Cosmos-1.0-Diffusion-7B-Text2World Open-Source Model - Generate High-Quality Physically-Aware Videos Based on Text Input

Cosmos 1.0 Diffusion 7B Text2World

Developed by nvidia

A multimodal world foundation model based on diffusion architecture developed by NVIDIA, capable of generating high-quality physics-aware videos from text inputs

Text-to-Video Open Source License:Other #Physics-aware Video Generation #Multimodal Diffusion Model #High Frame Rate Video Synthesis

Downloads 5,011

Release Time : 1/7/2025

Model Overview

Cosmos is a high-performance pre-trained world foundation model series specifically designed for physics-aware video generation and physics AI development, supporting dynamic video generation from text, image, or video inputs

Model Features

Multimodal Input Support

Supports text, images, or videos as input conditions to generate coherent video sequences

Physics-aware Generation

Generated videos exhibit physical plausibility, suitable for physics AI development applications

Commercial-friendly License

Allows commercial use and creation of derivative models, NVIDIA does not claim ownership of output content

Safety Guardrail Mechanism

Built-in safety components prevent inappropriate content generation, circumvention mechanisms will result in license termination

Model Capabilities

Text-to-Video Generation

Video Prediction (based on first frame)

Multi-resolution Output

Variable Frame Rate Control

Use Cases

Entertainment Media

Short Video Content Generation

Automatically generates short video content based on script descriptions

5-second 1280x704 resolution video

Physics Simulation

Physical Phenomenon Prediction

Predicts object motion trajectories based on initial states

120-frame physically plausible motion sequence

🚀 Cosmos-1.0-Diffusion: A Suite of Diffusion-based World Foundation Models

Cosmos-1.0-Diffusion is a collection of diffusion-based world foundation models that can generate dynamic, high-quality videos from text, image, or video inputs, serving as a building block for various world generation applications.

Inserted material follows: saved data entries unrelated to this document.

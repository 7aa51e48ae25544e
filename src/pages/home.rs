use yew::prelude::*;

use crate::components::form_view::FormView;
use crate::forms::definitions::{FormKind, VEHICLES};

struct Service {
    icon: &'static str,
    title: &'static str,
    blurb: &'static str,
}

const SERVICES: &[Service] = &[
    Service {
        icon: "fas fa-plane-departure",
        title: "Airport Transfers",
        blurb: "On-time pickups and drop-offs at Murtala Muhammed and every major airport.",
    },
    Service {
        icon: "fas fa-city",
        title: "City Rides",
        blurb: "Clean, air-conditioned cars for errands, meetings and nights out.",
    },
    Service {
        icon: "fas fa-road",
        title: "Interstate Travel",
        blurb: "Comfortable long-distance trips with experienced drivers.",
    },
    Service {
        icon: "fas fa-briefcase",
        title: "Corporate Shuttles",
        blurb: "Scheduled staff transport and executive chauffeurs for your business.",
    },
];

#[function_component(Home)]
pub fn home() -> Html {
    html! {
        <div class="landing">
            <style>
                {r#"
                    .landing section {
                        padding: 4rem 1.5rem;
                        max-width: 1100px;
                        margin: 0 auto;
                    }
                    .hero {
                        text-align: center;
                    }
                    .hero h1 {
                        font-size: 2.5rem;
                        color: #1e40af;
                    }
                    .services-grid {
                        display: grid;
                        grid-template-columns: repeat(auto-fit, minmax(220px, 1fr));
                        gap: 1.5rem;
                    }
                    .service-item,
                    .vehicle-item {
                        padding: 1.5rem;
                        border-radius: 12px;
                        background: #f8fafc;
                    }
                    .site-form {
                        max-width: 640px;
                        margin: 0 auto;
                        display: flex;
                        flex-direction: column;
                        gap: 1rem;
                    }
                    .form-group {
                        display: flex;
                        flex-direction: column;
                    }
                    .form-group input,
                    .form-group select,
                    .form-group textarea {
                        padding: 0.75rem;
                        border: 1px solid #d1d5db;
                        border-radius: 8px;
                    }
                    .form-group input.error,
                    .form-group select.error,
                    .form-group textarea.error {
                        border-color: #dc2626 !important;
                        box-shadow: 0 0 0 3px rgba(220, 38, 38, 0.1);
                    }
                    .form-group .required {
                        color: #dc2626;
                    }
                    .error-message {
                        color: #dc2626;
                        font-size: 0.875rem;
                        margin-top: 0.25rem;
                    }
                    .btn-primary {
                        padding: 0.9rem 1.5rem;
                        border: none;
                        border-radius: 8px;
                        background: #1e40af;
                        color: white;
                        cursor: pointer;
                    }
                    .btn-primary:disabled {
                        opacity: 0.7;
                        cursor: wait;
                    }
                "#}
            </style>

            <section id="home" class="hero">
                <h1>{"Reliable Rides Across Nigeria"}</h1>
                <p>{"Book a ride in minutes, or drive away in your own car with flexible hire purchase."}</p>
                <a href="#booking" class="btn btn-primary">{"Book a Ride"}</a>
            </section>

            <section id="services">
                <h2>{"Our Services"}</h2>
                <div class="services-grid">
                    { for SERVICES.iter().map(|service| html! {
                        <div class="service-item">
                            <i class={service.icon}></i>
                            <h3>{service.title}</h3>
                            <p>{service.blurb}</p>
                        </div>
                    }) }
                </div>
            </section>

            <section id="fleet">
                <h2>{"Our Fleet"}</h2>
                <div class="services-grid">
                    { for VEHICLES.iter().map(|(value, label)| html! {
                        <div class="vehicle-item" key={*value}>
                            <i class="fas fa-car"></i>
                            <h3>{*label}</h3>
                            <a href="#hire-purchase">{"Available on hire purchase"}</a>
                        </div>
                    }) }
                </div>
            </section>

            <section id="booking">
                <h2>{"Book Your Ride"}</h2>
                <FormView kind={FormKind::Booking} />
            </section>

            <section id="hire-purchase">
                <h2>{"Hire Purchase"}</h2>
                <p>{"Own a vehicle with a small deposit and monthly payments that fit your income."}</p>
                <FormView kind={FormKind::HirePurchase} />
            </section>

            <section id="contact">
                <h2>{"Contact Us"}</h2>
                <FormView kind={FormKind::Contact} />
            </section>
        </div>
    }
}
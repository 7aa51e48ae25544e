use log::Level;

/// How long a notification stays on screen before it hides itself.
pub const NOTIFICATION_DISMISS_MS: u32 = 5_000;

/// How long a submit button shows its processing label.
pub const SUBMIT_RESET_MS: u32 = 2_000;

/// Nigerian calling code, without the leading plus.
pub const COUNTRY_CODE: &str = "234";

#[cfg(debug_assertions)]
pub fn log_level() -> Level {
    Level::Debug // Verbose while developing locally
}

#[cfg(not(debug_assertions))]
pub fn log_level() -> Level {
    Level::Info
}
use log::info;
use yew::prelude::*;
use yew_router::prelude::*;

mod config;
mod error;
mod validation {
    pub mod email;
    pub mod field;
    pub mod phone;
}
mod forms {
    pub mod definitions;
    pub mod handlers;
    pub mod payload;
    pub mod state;
}
mod components {
    pub mod field_input;
    pub mod form_view;
    pub mod notification;
    pub mod submit_button;
}
mod pages {
    pub mod home;
    pub mod not_found;
}

use components::notification::NotificationProvider;
use pages::{home::Home, not_found::NotFound};

#[derive(Clone, Routable, PartialEq)]
pub enum Route {
    #[at("/")]
    Home,
    #[not_found]
    #[at("/404")]
    NotFound,
}

fn switch(routes: Route) -> Html {
    match routes {
        Route::Home => {
            info!("Rendering Home page");
            html! { <Home /> }
        }
        Route::NotFound => {
            info!("Rendering NotFound page");
            html! { <NotFound /> }
        }
    }
}

#[function_component(Nav)]
pub fn nav() -> Html {
    html! {
        <nav id="navbar" class="top-nav">
            <div class="nav-content">
                <Link<Route> to={Route::Home} classes="nav-logo">
                    {"Eko Rides"}
                </Link<Route>>
                <div id="nav-menu" class="nav-right">
                    <a href="#services" class="nav-link">{"Services"}</a>
                    <a href="#fleet" class="nav-link">{"Fleet"}</a>
                    <a href="#booking" class="nav-link">{"Book"}</a>
                    <a href="#hire-purchase" class="nav-link">{"Hire Purchase"}</a>
                    <a href="#contact" class="nav-link">{"Contact"}</a>
                </div>
            </div>
        </nav>
    }
}

#[function_component]
fn App() -> Html {
    html! {
        <BrowserRouter>
            <NotificationProvider>
                <Nav />
                <Switch<Route> render={switch} />
            </NotificationProvider>
        </BrowserRouter>
    }
}

fn main() {
    // Initialize console error panic hook for better error messages
    console_error_panic_hook::set_once();

    console_log::init_with_level(config::log_level()).expect("error initializing log");

    info!("Starting application");
    yew::Renderer::<App>::new().render();
}
use log::debug;

use crate::error::FieldError;
use crate::validation::{email, phone};

/// What kind of control a field is rendered as, which also decides the
/// type-specific check it gets.
#[derive(Debug, Clone, Copy, PartialEq, Eq)]
pub enum FieldKind {
    Text,
    Email,
    Tel,
    Select,
    Textarea,
    Date,
    Time,
}

impl FieldKind {
    /// The `type` attribute for kinds rendered as `<input>`.
    pub fn input_type(&self) -> &'static str {
        match self {
            FieldKind::Email => "email",
            FieldKind::Tel => "tel",
            FieldKind::Date => "date",
            FieldKind::Time => "time",
            FieldKind::Text | FieldKind::Select | FieldKind::Textarea => "text",
        }
    }
}

/// Border colour shown on a field.
#[derive(Debug, Clone, Copy, PartialEq, Eq, Default)]
pub enum Indicator {
    #[default]
    Neutral,
    Error,
    Success,
}

#[derive(Debug, Clone, PartialEq, Eq)]
pub struct ValidationResult {
    pub valid: bool,
    pub message: Option<String>,
}

impl From<Result<(), FieldError>> for ValidationResult {
    fn from(outcome: Result<(), FieldError>) -> Self {
        match outcome {
            Ok(()) => ValidationResult { valid: true, message: None },
            Err(e) => ValidationResult { valid: false, message: Some(e.to_string()) },
        }
    }
}

/// Checks a single value. Whitespace around the value is ignored and the
/// type-specific checks only run on non-empty values.
pub fn check(kind: FieldKind, required: bool, value: &str) -> Result<(), FieldError> {
    let value = value.trim();

    if value.is_empty() {
        return if required {
            Err(FieldError::MissingRequiredField)
        } else {
            Ok(())
        };
    }

    match kind {
        FieldKind::Email if !email::is_valid(value) => Err(FieldError::InvalidEmailShape),
        FieldKind::Tel if !phone::is_valid(value) => Err(FieldError::InvalidPhoneShape),
        _ => Ok(()),
    }
}

/// A form control and its validation state.
#[derive(Debug, Clone, PartialEq)]
pub struct FormField {
    pub name: &'static str,
    pub raw_value: String,
    pub kind: FieldKind,
    pub required: bool,
    pub has_error_annotation: bool,
    pub indicator: Indicator,
    /// Text of the inline error message below the field, if one is shown.
    pub error_message: Option<String>,
}

impl FormField {
    pub fn new(name: &'static str, kind: FieldKind, required: bool) -> Self {
        Self {
            name,
            raw_value: String::new(),
            kind,
            required,
            has_error_annotation: false,
            indicator: Indicator::Neutral,
            error_message: None,
        }
    }

    /// Re-checks the current value and updates the annotation, indicator
    /// and inline message to match.
    pub fn validate(&mut self) -> ValidationResult {
        self.has_error_annotation = false;

        let outcome = check(self.kind, self.required, &self.raw_value);
        match &outcome {
            Ok(()) => {
                self.indicator = Indicator::Success;
                self.error_message = None;
            }
            Err(e) => {
                self.has_error_annotation = true;
                self.indicator = Indicator::Error;
                self.error_message = Some(e.to_string());
            }
        }

        debug!("Validated field '{}': {:?}", self.name, outcome);
        outcome.into()
    }

    /// Focus left the field.
    pub fn on_blur(&mut self) -> ValidationResult {
        self.validate()
    }

    /// The value changed. Phone numbers are reformatted as they are typed.
    /// Only a field already showing an error is re-checked, so a first
    /// entry is not flagged halfway through.
    pub fn on_input(&mut self, value: String) -> Option<ValidationResult> {
        self.raw_value = match self.kind {
            FieldKind::Tel => phone::format_as_typed(&value),
            _ => value,
        };

        if self.has_error_annotation {
            Some(self.validate())
        } else {
            None
        }
    }

    pub fn reset(&mut self) {
        self.raw_value.clear();
        self.has_error_annotation = false;
        self.indicator = Indicator::Neutral;
        self.error_message = None;
    }
}

#[cfg(test)]
mod tests {
    use super::*;

    fn field_with(kind: FieldKind, required: bool, value: &str) -> FormField {
        let mut field = FormField::new("field", kind, required);
        field.raw_value = value.to_string();
        field
    }

    #[test]
    fn empty_required_field_is_invalid() {
        let mut field = field_with(FieldKind::Text, true, "   ");
        let result = field.on_blur();

        assert!(!result.valid);
        assert_eq!(result.message.as_deref(), Some("This field is required."));
        assert!(field.has_error_annotation);
        assert_eq!(field.indicator, Indicator::Error);
        assert_eq!(field.error_message.as_deref(), Some("This field is required."));
    }

    #[test]
    fn plain_optional_field_is_always_valid() {
        for value in ["", "anything at all", "   "] {
            let mut field = field_with(FieldKind::Text, false, value);
            assert_eq!(field.on_blur(), ValidationResult { valid: true, message: None });
            assert!(!field.has_error_annotation);
        }
    }

    #[test]
    fn email_and_phone_shapes_are_checked_when_present() {
        assert_eq!(
            check(FieldKind::Email, false, "x@y"),
            Err(FieldError::InvalidEmailShape)
        );
        assert_eq!(check(FieldKind::Email, true, " a@b.com "), Ok(()));
        assert_eq!(check(FieldKind::Email, false, ""), Ok(()));

        assert_eq!(
            check(FieldKind::Tel, true, "1234567890"),
            Err(FieldError::InvalidPhoneShape)
        );
        assert_eq!(check(FieldKind::Tel, true, "08031234567"), Ok(()));
        assert_eq!(check(FieldKind::Tel, false, ""), Ok(()));
    }

    #[test]
    fn required_check_wins_over_shape_checks() {
        assert_eq!(
            check(FieldKind::Email, true, ""),
            Err(FieldError::MissingRequiredField)
        );
        assert_eq!(
            check(FieldKind::Tel, true, " "),
            Err(FieldError::MissingRequiredField)
        );
    }

    #[test]
    fn messages_match_each_error() {
        let mut email = field_with(FieldKind::Email, true, "not-an-email");
        assert_eq!(
            email.on_blur().message.as_deref(),
            Some("Please enter a valid email address.")
        );

        let mut tel = field_with(FieldKind::Tel, true, "12345");
        assert_eq!(
            tel.on_blur().message.as_deref(),
            Some("Please enter a valid Nigerian phone number.")
        );
    }

    #[test]
    fn fixing_a_field_clears_its_error() {
        let mut field = field_with(FieldKind::Email, true, "a@b");
        field.on_blur();
        assert!(field.has_error_annotation);

        field.raw_value = "a@b.com".to_string();
        let result = field.on_blur();
        assert!(result.valid);
        assert!(!field.has_error_annotation);
        assert_eq!(field.indicator, Indicator::Success);
        assert_eq!(field.error_message, None);
    }

    #[test]
    fn repeated_failures_keep_a_single_message() {
        let mut field = field_with(FieldKind::Email, true, "");
        field.on_blur();
        assert_eq!(field.error_message.as_deref(), Some("This field is required."));

        field.raw_value = "a@b".to_string();
        field.on_blur();
        assert_eq!(
            field.error_message.as_deref(),
            Some("Please enter a valid email address.")
        );
    }

    #[test]
    fn input_only_revalidates_annotated_fields() {
        let mut field = FormField::new("email", FieldKind::Email, true);
        assert_eq!(field.on_input("a@".to_string()), None);
        assert_eq!(field.indicator, Indicator::Neutral);

        field.on_blur();
        assert!(field.has_error_annotation);

        let result = field.on_input("a@b.co".to_string());
        assert_eq!(result, Some(ValidationResult { valid: true, message: None }));
        assert!(!field.has_error_annotation);

        // No longer annotated, so typing a bad value goes unchecked until blur.
        assert_eq!(field.on_input("a@b".to_string()), None);
        assert_eq!(field.indicator, Indicator::Success);
    }

    #[test]
    fn phone_input_is_formatted() {
        let mut field = FormField::new("phone", FieldKind::Tel, true);
        field.on_input("0803 123 4567".to_string());
        assert_eq!(field.raw_value, "+2348031234567");
        assert!(field.on_blur().valid);
    }

    #[test]
    fn reset_returns_to_pristine() {
        let mut field = field_with(FieldKind::Text, true, "");
        field.on_blur();
        field.raw_value = "x".to_string();
        field.reset();
        assert_eq!(field, FormField::new("field", FieldKind::Text, true));
    }
}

Cosmos | Code | Paper | Paper Website

🚀 Quick Start

For detailed usage, please refer to Cosmos. Cosmos can also be used with Diffusers!

import torch
from diffusers import CosmosTextToWorldPipeline
from diffusers.utils import export_to_video

model_id = "nvidia/Cosmos-1.0-Diffusion-7B-Text2World"
pipe = CosmosTextToWorldPipeline.from_pretrained(model_id, torch_dtype=torch.bfloat16)
pipe.to("cuda")

prompt = "A sleek, humanoid robot stands in a vast warehouse filled with neatly stacked cardboard boxes on industrial shelves. The robot's metallic body gleams under the bright, even lighting, highlighting its futuristic design and intricate joints. A glowing blue light emanates from its chest, adding a touch of advanced technology. The background is dominated by rows of boxes, suggesting a highly organized storage system. The floor is lined with wooden pallets, enhancing the industrial setting. The camera remains static, capturing the robot's poised stance amidst the orderly environment, with a shallow depth of field that keeps the focus on the robot while subtly blurring the background for a cinematic effect."

output = pipe(prompt=prompt).frames[0]
export_to_video(output, "output.mp4", fps=30)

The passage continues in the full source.